■ **RECORDS**
---*---

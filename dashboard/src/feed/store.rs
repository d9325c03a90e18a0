use colored::*;
use std::collections::HashMap;
use std::sync::atomic::{AtomicBool, AtomicU64, Ordering};
use std::sync::{Arc, Mutex};
use std::time::Duration;

use lib_ingest::{
    AgentState, AgentStatusData, Batcher, BoundedCache, ChatMessageData, DashboardStore,
    MessageKind, ReportData, ToolCallData,
};

/// Tool call records retained in memory.
const TOOL_CALL_CAPACITY: usize = 200;

/// In-memory dashboard state fed by the ingestion core.
///
/// Agent messages are routed through a `Batcher` so a chatty pipeline renders
/// in batches instead of one terminal write per frame; the retained log is a
/// `BoundedCache` so a long-running session cannot grow without bound.
pub struct FeedStore {
    agents: Mutex<HashMap<String, AgentStatusData>>,
    message_log: Arc<Mutex<BoundedCache<u64, ChatMessageData>>>,
    next_message_id: Arc<AtomicU64>,
    tool_calls: Mutex<BoundedCache<u64, ToolCallData>>,
    next_call_id: AtomicU64,
    reports: Mutex<HashMap<String, ReportData>>,
    connected: AtomicBool,
    reconnecting: AtomicBool,
    last_error: Mutex<Option<String>>,
    batcher: Batcher<ChatMessageData>,
}

impl FeedStore {
    pub fn new(batch_size: usize, batch_interval: Duration, message_log_capacity: usize) -> Self {
        let message_log = Arc::new(Mutex::new(BoundedCache::new(message_log_capacity)));
        let next_message_id = Arc::new(AtomicU64::new(0));

        let log_sink = Arc::clone(&message_log);
        let id_source = Arc::clone(&next_message_id);
        let batcher = Batcher::new(batch_size, batch_interval, move |batch: Vec<ChatMessageData>| {
            let mut log = log_sink.lock().expect("message log lock poisoned");
            for message in batch {
                render_message(&message);
                let id = id_source.fetch_add(1, Ordering::Relaxed);
                log.set(id, message);
            }
        });

        Self {
            agents: Mutex::new(HashMap::new()),
            message_log,
            next_message_id,
            tool_calls: Mutex::new(BoundedCache::new(TOOL_CALL_CAPACITY)),
            next_call_id: AtomicU64::new(0),
            reports: Mutex::new(HashMap::new()),
            connected: AtomicBool::new(false),
            reconnecting: AtomicBool::new(false),
            last_error: Mutex::new(None),
            batcher,
        }
    }

    /// Flushes any batched messages and releases the batch timer.
    pub fn shutdown(&self) {
        self.batcher.destroy();
    }

    pub fn connected(&self) -> bool {
        self.connected.load(Ordering::Relaxed)
    }

    pub fn message_count(&self) -> usize {
        self.message_log.lock().expect("message log lock poisoned").len()
    }

    pub fn report_count(&self) -> usize {
        self.reports.lock().expect("reports lock poisoned").len()
    }

    pub fn agent_count(&self) -> usize {
        self.agents.lock().expect("agents lock poisoned").len()
    }

    pub fn last_error(&self) -> Option<String> {
        self.last_error.lock().expect("error lock poisoned").clone()
    }
}

impl DashboardStore for FeedStore {
    fn set_connected(&self, connected: bool) {
        self.connected.store(connected, Ordering::Relaxed);
        if connected {
            println!("{}", "── feed connected ──".bright_green());
        } else {
            println!("{}", "── feed disconnected ──".bright_red());
        }
    }

    fn set_reconnecting(&self, reconnecting: bool) {
        self.reconnecting.store(reconnecting, Ordering::Relaxed);
        if reconnecting {
            println!("{}", "── reconnecting... ──".bright_yellow());
        }
    }

    fn update_agent_status(&self, agent_name: &str, status: AgentStatusData) {
        let state_label = match status.status {
            AgentState::Pending => "pending".truecolor(128, 128, 128),
            AgentState::Running => "running".bright_cyan(),
            AgentState::Completed => "completed".bright_green(),
            AgentState::Failed => "failed".bright_red(),
        };
        let progress = status
            .progress
            .map(|p| format!(" {}%", p))
            .unwrap_or_default();
        let task = status
            .current_task
            .as_deref()
            .map(|t| format!(" - {}", t))
            .unwrap_or_default();
        println!("{} {}{}{}", agent_name.bold(), state_label, progress, task);

        let mut agents = self.agents.lock().expect("agents lock poisoned");
        agents.insert(agent_name.to_string(), status);
    }

    fn add_message(&self, message: ChatMessageData) {
        self.batcher.add(message);
    }

    fn add_tool_call(&self, call: ToolCallData) {
        println!(
            "{}",
            format!("[{}] {} -> {}", call.timestamp, call.agent, call.tool_name)
                .truecolor(128, 128, 128)
        );
        let id = self.next_call_id.fetch_add(1, Ordering::Relaxed);
        let mut calls = self.tool_calls.lock().expect("tool calls lock poisoned");
        calls.set(id, call);
    }

    fn add_report(&self, report: ReportData) {
        println!(
            "{} {}",
            "report:".bold().bright_white(),
            report.section_name.bright_white()
        );
        let mut reports = self.reports.lock().expect("reports lock poisoned");
        reports.insert(report.section_name.clone(), report);
    }

    fn set_error(&self, error: Option<String>) {
        if let Some(message) = &error {
            println!("{}", format!("ERROR: {}", message).bright_white().on_bright_red());
        }
        let mut last = self.last_error.lock().expect("error lock poisoned");
        *last = error;
    }
}

fn render_message(message: &ChatMessageData) {
    let content = match message.message_type {
        MessageKind::Info => message.content.normal(),
        MessageKind::Warning => message.content.bright_yellow(),
        MessageKind::Error => message.content.bright_red(),
        MessageKind::Success => message.content.bright_green(),
    };
    println!(
        "{} {}",
        format!("[{}] {}:", message.timestamp, message.agent).truecolor(128, 128, 128),
        content
    );
}

#[cfg(test)]
mod tests {
    use super::*;

    fn message(agent: &str, content: &str) -> ChatMessageData {
        ChatMessageData {
            timestamp: "2026-08-27T10:15:00Z".to_string(),
            agent: agent.to_string(),
            message_type: MessageKind::Info,
            content: content.to_string(),
        }
    }

    #[tokio::test(start_paused = true)]
    async fn test_messages_land_in_log_per_batch() {
        let store = FeedStore::new(2, Duration::from_millis(100), 10);

        store.add_message(message("a", "one"));
        assert_eq!(store.message_count(), 0);

        // Second message completes the batch synchronously.
        store.add_message(message("a", "two"));
        assert_eq!(store.message_count(), 2);

        // A straggler is delivered by the interval timer.
        store.add_message(message("a", "three"));
        tokio::time::sleep(Duration::from_millis(150)).await;
        assert_eq!(store.message_count(), 3);
    }

    #[tokio::test(start_paused = true)]
    async fn test_shutdown_flushes_stragglers() {
        let store = FeedStore::new(10, Duration::from_secs(60), 10);
        store.add_message(message("a", "pending"));
        assert_eq!(store.message_count(), 0);

        store.shutdown();
        assert_eq!(store.message_count(), 1);
    }

    #[tokio::test(start_paused = true)]
    async fn test_message_log_is_bounded() {
        let store = FeedStore::new(1, Duration::from_millis(100), 3);
        for i in 0..10 {
            store.add_message(message("a", &format!("m{}", i)));
        }
        assert_eq!(store.message_count(), 3);
    }

    #[tokio::test(start_paused = true)]
    async fn test_store_tracks_agents_reports_and_errors() {
        let store = FeedStore::new(10, Duration::from_millis(100), 10);

        store.update_agent_status(
            "Market Analyst",
            AgentStatusData {
                agent_name: "Market Analyst".to_string(),
                status: AgentState::Running,
                progress: Some(50),
                current_task: None,
            },
        );
        assert_eq!(store.agent_count(), 1);

        store.add_report(ReportData {
            section_name: "summary".to_string(),
            content: "# Done".to_string(),
            agent: "Writer".to_string(),
            timestamp: "t".to_string(),
        });
        assert_eq!(store.report_count(), 1);

        store.set_error(Some("boom".to_string()));
        assert_eq!(store.last_error().as_deref(), Some("boom"));
        store.set_error(None);
        assert_eq!(store.last_error(), None);
    }
}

---*---

■ **YOUR INSTRUCTIONS**
Produce only the lines from the line containing "state_label, progress, task);" through the line containing "let id = self.next_call_id.fetch_add(1, Ordering::Relaxed);", inclusive of both, exactly as they stand in the entries above.

■ **SOLUTION**
        println!("{} {}{}{}", agent_name.bold(), state_label, progress, task);

        let mut agents = self.agents.lock().expect("agents lock poisoned");
        agents.insert(agent_name.to_string(), status);
    }

    fn add_message(&self, message: ChatMessageData) {
        self.batcher.add(message);
    }

    fn add_tool_call(&self, call: ToolCallData) {
        println!(
            "{}",
            format!("[{}] {} -> {}", call.timestamp, call.agent, call.tool_name)
                .truecolor(128, 128, 128)
        );
        let id = self.next_call_id.fetch_add(1, Ordering::Relaxed);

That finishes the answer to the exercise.